Your instructions: Provide again, from the entries below, every line from the one containing "use crate::config::HarnessConfig;" through the one containing "is returned. A", exactly as written, and no other line.

Stored data:
* * *

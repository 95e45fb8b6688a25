//! The harness: a start-once, stop-once lifecycle around one server
//! process.
//!
//! `run` launches the server and blocks until it is ready (or failed),
//! `shutdown` terminates it with bounded escalation, and `cleanup`
//! removes its on-disk state. At most one process is owned at a time.

use tracing::{info, warn};

use crate::cleanup;
use crate::command::ServerCommand;
use crate::config::HarnessConfig;
use crate::error::HarnessError;
use crate::probe::{self, Probe, ReadinessOpts};
use crate::server::ServerProcess;

enum State {
    /// Created; no server has been started yet.
    NotRunning,
    /// A server process is owned (believed alive).
    Running(ServerProcess),
    /// The server has been shut down; the harness is spent.
    Finished,
}

/// Per-run options, mirroring the knobs the server CLI exposes.
#[derive(Debug, Clone, Default)]
pub struct RunOptions {
    /// Pass `-scan` so the server rebuilds its index at startup.
    pub reindex: bool,
    /// Override the configured server log level for this run.
    pub log_level: Option<String>,
}

/// Manages the lifecycle of one external server process.
pub struct Harness {
    config: HarnessConfig,
    probe_override: Option<Box<dyn Probe>>,
    state: State,
}

impl Harness {
    pub fn new(config: HarnessConfig) -> Self {
        Self {
            config,
            probe_override: None,
            state: State::NotRunning,
        }
    }

    /// A harness using the conventional defaults.
    pub fn with_defaults() -> Self {
        Self::new(HarnessConfig::default())
    }

    pub fn config(&self) -> &HarnessConfig {
        &self.config
    }

    /// Replace the configured readiness probe.
    pub fn set_probe(&mut self, probe: Box<dyn Probe>) {
        self.probe_override = Some(probe);
    }

    /// Launch the server and wait until it is ready to serve requests.
    ///
    /// On failure no process is left behind: an early exit is reported as
    /// [`HarnessError::Startup`], and a server that never becomes ready is
    /// terminated before [`HarnessError::ReadyTimeout`] is returned. A
    /// failed run leaves the harness in its not-running state.
    pub async fn run(&mut self, opts: RunOptions) -> Result<(), HarnessError> {
        match self.state {
            State::Running(_) => return Err(HarnessError::AlreadyRunning),
            State::Finished => return Err(HarnessError::AlreadyFinished),
            State::NotRunning => {}
        }

        let log_level = opts
            .log_level
            .as_deref()
            .unwrap_or(&self.config.log_level);
        let command = ServerCommand::new()
            .binary(&self.config.binary)
            .log_level(log_level)
            .reindex(opts.reindex)
            .config_path(&self.config.server_config);

        info!(argv = ?command.argv(), "starting server");
        let mut process = ServerProcess::spawn(&command)?;

        let probe = self
            .probe_override
            .take()
            .unwrap_or_else(|| self.config.readiness_probe());
        let ready_opts = ReadinessOpts {
            timeout: self.config.startup_timeout(),
            ..ReadinessOpts::default()
        };

        let ready = probe::wait_until_ready(&mut process, probe.as_ref(), &ready_opts).await;
        self.probe_override = Some(probe);

        match ready {
            Ok(()) => {
                info!(pid = process.id(), "server is ready");
                self.state = State::Running(process);
                Ok(())
            }
            Err(err) => {
                // Do not leave a half-started server behind. On Startup
                // the child already exited, so there is nothing to reap.
                if !matches!(err, HarnessError::Startup { .. }) {
                    if let Err(kill_err) =
                        process.terminate(self.config.shutdown_grace()).await
                    {
                        warn!(error = %kill_err, "failed to reap unready server");
                    }
                }
                Err(err)
            }
        }
    }

    /// Terminate the server and wait for it to exit.
    ///
    /// SIGTERM first; escalation to SIGKILL after the configured grace
    /// period. A no-op when no server was ever started.
    pub async fn shutdown(&mut self) -> Result<(), HarnessError> {
        match std::mem::replace(&mut self.state, State::Finished) {
            State::Running(process) => {
                let pid = process.id();
                info!(pid, "stopping server");
                let status = process.terminate(self.config.shutdown_grace()).await?;
                info!(pid, %status, "server stopped");
                Ok(())
            }
            State::NotRunning => {
                // Never started: stay startable.
                self.state = State::NotRunning;
                Ok(())
            }
            State::Finished => Ok(()),
        }
    }

    /// Remove the server's data directory.
    ///
    /// Best-effort by contract: a missing directory is fine, and any other
    /// failure is logged rather than raised. Callers that need the error
    /// use [`cleanup::remove_data_dir`] directly.
    pub fn cleanup(&self) {
        if let Err(err) = cleanup::remove_data_dir(&self.config.data_dir) {
            warn!(error = %err, "failed to remove data directory");
        }
    }

    /// Whether the owned server process is currently alive.
    pub fn is_running(&mut self) -> bool {
        match self.state {
            State::Running(ref mut process) => process.is_running(),
            _ => false,
        }
    }
}

impl std::fmt::Debug for Harness {
    fn fmt(&self, f: &mut std::fmt::Formatter<'_>) -> std::fmt::Result {
        let state = match self.state {
            State::NotRunning => "not-running",
            State::Running(_) => "running",
            State::Finished => "finished",
        };
        f.debug_struct("Harness")
            .field("binary", &self.config.binary)
            .field("state", &state)
            .finish()
    }
}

* * *

Expected answer:
use crate::config::HarnessConfig;
use crate::error::HarnessError;
use crate::probe::{self, Probe, ReadinessOpts};
use crate::server::ServerProcess;

enum State {
    /// Created; no server has been started yet.
    NotRunning,
    /// A server process is owned (believed alive).
    Running(ServerProcess),
    /// The server has been shut down; the harness is spent.
    Finished,
}

/// Per-run options, mirroring the knobs the server CLI exposes.
#[derive(Debug, Clone, Default)]
pub struct RunOptions {
    /// Pass `-scan` so the server rebuilds its index at startup.
    pub reindex: bool,
    /// Override the configured server log level for this run.
    pub log_level: Option<String>,
}

/// Manages the lifecycle of one external server process.
pub struct Harness {
    config: HarnessConfig,
    probe_override: Option<Box<dyn Probe>>,
    state: State,
}

impl Harness {
    pub fn new(config: HarnessConfig) -> Self {
        Self {
            config,
            probe_override: None,
            state: State::NotRunning,
        }
    }

    /// A harness using the conventional defaults.
    pub fn with_defaults() -> Self {
        Self::new(HarnessConfig::default())
    }

    pub fn config(&self) -> &HarnessConfig {
        &self.config
    }

    /// Replace the configured readiness probe.
    pub fn set_probe(&mut self, probe: Box<dyn Probe>) {
        self.probe_override = Some(probe);
    }

    /// Launch the server and wait until it is ready to serve requests.
    ///
    /// On failure no process is left behind: an early exit is reported as
    /// [`HarnessError::Startup`], and a server that never becomes ready is
    /// terminated before [`HarnessError::ReadyTimeout`] is returned. A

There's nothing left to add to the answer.